X染色体劣性遺伝の場合、保因者の女性と健康な男性との間では、子が異常遺伝子を受け継ぐ確率は男児、女児とも50%ですが、女児は父から正常なX染色体を受け継ぐので発症しません。患者の男性と正常な女性の間では、男児は父からY、母から正常なXを受け継ぐので正常、女児は、父から異常なXを必ず受け継ぐため、必ず保因者となります。X染色体劣性遺伝の場合、父から息子へ遺伝することはありません。
女性の細胞には2本のX染色体がありますが、2本が同時に機能しているわけではありません。胎生のごく初期に、2本のXのうち1本が不活化され、以後1本のXのみ機能します。2本のXのうち、どちらが不活化されるかは、細胞ごとにランダムであり、モザイク状を呈します。(lyonization)

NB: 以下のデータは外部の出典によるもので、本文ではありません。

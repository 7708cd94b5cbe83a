// SPDX-License-Identifier: BUSL-1.1
// Copyright (c) 2026 Alfred Jean LLC

use super::*;
use sw_adapters::InMemoryStatesBackend;
use sw_core::Request;

fn ctx() -> StatesContext<InMemoryStatesBackend> {
    StatesContext::new(InMemoryStatesBackend::new())
}

#[tokio::test]
async fn to_fetch_then_fetch_clears_pending() {
    let mut ctx = ctx();
    let req = Request::new("aa", "http://example.com/a");
    ctx.to_fetch(&req);
    assert_eq!(ctx.pending_fetch_len(), 1);
    ctx.fetch().await.unwrap();
    assert_eq!(ctx.pending_fetch_len(), 0);
}

#[tokio::test]
async fn to_fetch_accepts_a_slice() {
    let mut ctx = ctx();
    let reqs = vec![
        Request::new("aa", "http://example.com/a"),
        Request::new("bb", "http://example.com/b"),
    ];
    ctx.to_fetch(&reqs);
    assert_eq!(ctx.pending_fetch_len(), 2);
}

#[tokio::test]
async fn set_states_marks_touched_for_release() {
    let mut ctx = ctx();
    let req = Request::new("aa", "http://example.com/a");
    ctx.set_states(&[req.clone()]).await.unwrap();
    assert_eq!(ctx.touched_len(), 1);
    ctx.release().await.unwrap();
    assert_eq!(ctx.touched_len(), 0);
}

#[tokio::test]
async fn refresh_and_keep_fetches_sets_and_tracks() {
    let mut ctx = ctx();
    let req = Request::new("aa", "http://example.com/a");
    ctx.refresh_and_keep(&[req.clone()]).await.unwrap();
    assert_eq!(ctx.pending_fetch_len(), 0);
    assert_eq!(ctx.touched_len(), 1);
}

#[tokio::test]
async fn release_resets_touched_between_batches() {
    let mut ctx = ctx();
    let req = Request::new("aa", "http://example.com/a");
    ctx.set_states(&[req.clone()]).await.unwrap();
    ctx.release().await.unwrap();

    let calls = ctx.backend().calls();
    assert!(calls.iter().any(|c| matches!(c, sw_adapters::StatesCall::UpdateCache(_))));
    assert_eq!(ctx.touched_len(), 0);
    assert_eq!(ctx.pending_fetch_len(), 0);
}

#[tokio::test]
async fn update_cache_is_independent_of_touched() {
    let mut ctx = ctx();
    let req = Request::new("aa", "http://example.com/a");
    // Calling update_cache directly (as a per-event handler would) must
    // not affect what release() later writes back.
    ctx.update_cache(&[req.clone()]).await.unwrap();
    assert_eq!(ctx.touched_len(), 0);
}
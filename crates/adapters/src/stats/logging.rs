// SPDX-License-Identifier: BUSL-1.1
// Copyright (c) 2026 Alfred Jean LLC

use super::StatsSink;
use std::collections::BTreeMap;

/// Logs each snapshot at `info` level. The default sink for `sw-worker`
/// when no richer exporter is wired in — the status-log interval (spec
/// §4.5) already prints counters; this is what actually implements that
/// printing.
#[derive(Debug, Clone, Copy, Default)]
pub struct LoggingStatsSink;

impl StatsSink for LoggingStatsSink {
    fn emit(&self, tags: &BTreeMap<String, String>, counters: &BTreeMap<String, String>) {
        tracing::info!(?tags, ?counters, "stats");
    }
}

#[cfg(test)]
#[path = "logging_tests.rs"]
mod tests;
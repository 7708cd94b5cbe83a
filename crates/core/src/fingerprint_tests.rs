// SPDX-License-Identifier: BUSL-1.1
// Copyright (c) 2026 Alfred Jean LLC

use super::*;

#[test]
fn equality_is_byte_for_byte() {
    let a = Fingerprint::from("abc");
    let b = Fingerprint::new(b"abc".to_vec());
    assert_eq!(a, b);
}

#[test]
fn distinct_bytes_are_distinct() {
    assert_ne!(Fingerprint::from("aa"), Fingerprint::from("bb"));
}

#[test]
fn display_is_hex() {
    let fp = Fingerprint::new(vec![0xde, 0xad, 0xbe, 0xef]);
    assert_eq!(fp.to_string(), "deadbeef");
}

#[test]
fn usable_as_hash_map_key() {
    use std::collections::HashMap;
    let mut m = HashMap::new();
    m.insert(Fingerprint::from("aa"), 1);
    assert_eq!(m.get(&Fingerprint::from("aa")), Some(&1));
}
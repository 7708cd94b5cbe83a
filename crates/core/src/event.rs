// SPDX-License-Identifier: BUSL-1.1
// Copyright (c) 2026 Alfred Jean LLC

//! Decoded spider-log events.

use crate::request::{Link, Request, Response};

/// A decoded spider-log message, classified by its leading tag (spec §3,
/// §6.3). `Offset` is bookkeeping the core ignores; any tag the codec
/// doesn't recognize decodes to `Unknown`.
#[derive(Debug, Clone, PartialEq, Eq)]
pub enum Event {
    AddSeeds(Vec<Request>),
    PageCrawled(Response),
    LinksExtracted(Request, Vec<Link>),
    RequestError(Request, String),
    Offset { partition: i32, offset: i64 },
    Unknown(String),
}

impl Event {
    /// Name of the event's leading tag, for log lines and stats.
    pub fn tag(&self) -> &'static str {
        match self {
            Event::AddSeeds(_) => "add_seeds",
            Event::PageCrawled(_) => "page_crawled",
            Event::LinksExtracted(..) => "links_extracted",
            Event::RequestError(..) => "request_error",
            Event::Offset { .. } => "offset",
            Event::Unknown(_) => "unknown",
        }
    }
}

/// Per-fingerprint crawl-progress label, owned by the external states
/// backend and mirrored through [`crate::Meta`]-adjacent cache protocol
/// (spec §3).
#[derive(Debug, Clone, Copy, PartialEq, Eq, serde::Serialize, serde::Deserialize)]
#[serde(rename_all = "snake_case")]
pub enum State {
    NotCrawled,
    Queued,
    Crawled,
    Error,
}

impl Default for State {
    fn default() -> Self {
        State::NotCrawled
    }
}

#[cfg(test)]
#[path = "event_tests.rs"]
mod tests;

この場合、正常なXが機能する細胞と異常なXが機能する細胞とがモザイク状に存在することになりますが、正常なXが機能する細胞が優位に働き、異常細胞を代償するようになります。しかし、不活化の過程がうまく行われず、悪いXが機能する細胞の割合が多くなると臨床症状を示します。これを症候性保因者(manifested
carrier)と呼びます。また、X染色体と常染色体の間で染色体の相互転座が起こった場合に、女性でも男性同様の重症型を呈する場合があります。さらに、Turner症候群のように女性でもX染色体が1本しかない場合も発症します。
X染色体優性遺伝
筋ジスではこのような遺伝形式は知られていません。この場合男女ともに発症します。男性はX染色体が1本なので、当然発症します。女性も2本のうち1本が異常なら発症します。男性は女性よりも重症になります。女性の症状は様々です。
ミトコンドリア性遺伝
細胞質にあるエネルギー産生に関わる小器官であるミトコンドリアには、核内の遺伝子とは別に独自の遺伝子(ミトコンドリアDNA:mtDNA)を持ちます。mtDNA
は全て母の卵子から由来し、ミトコンドリア脳筋症のように、mtDNA の異常によって起こる病気は、母からのみ遺伝(母系遺伝)します。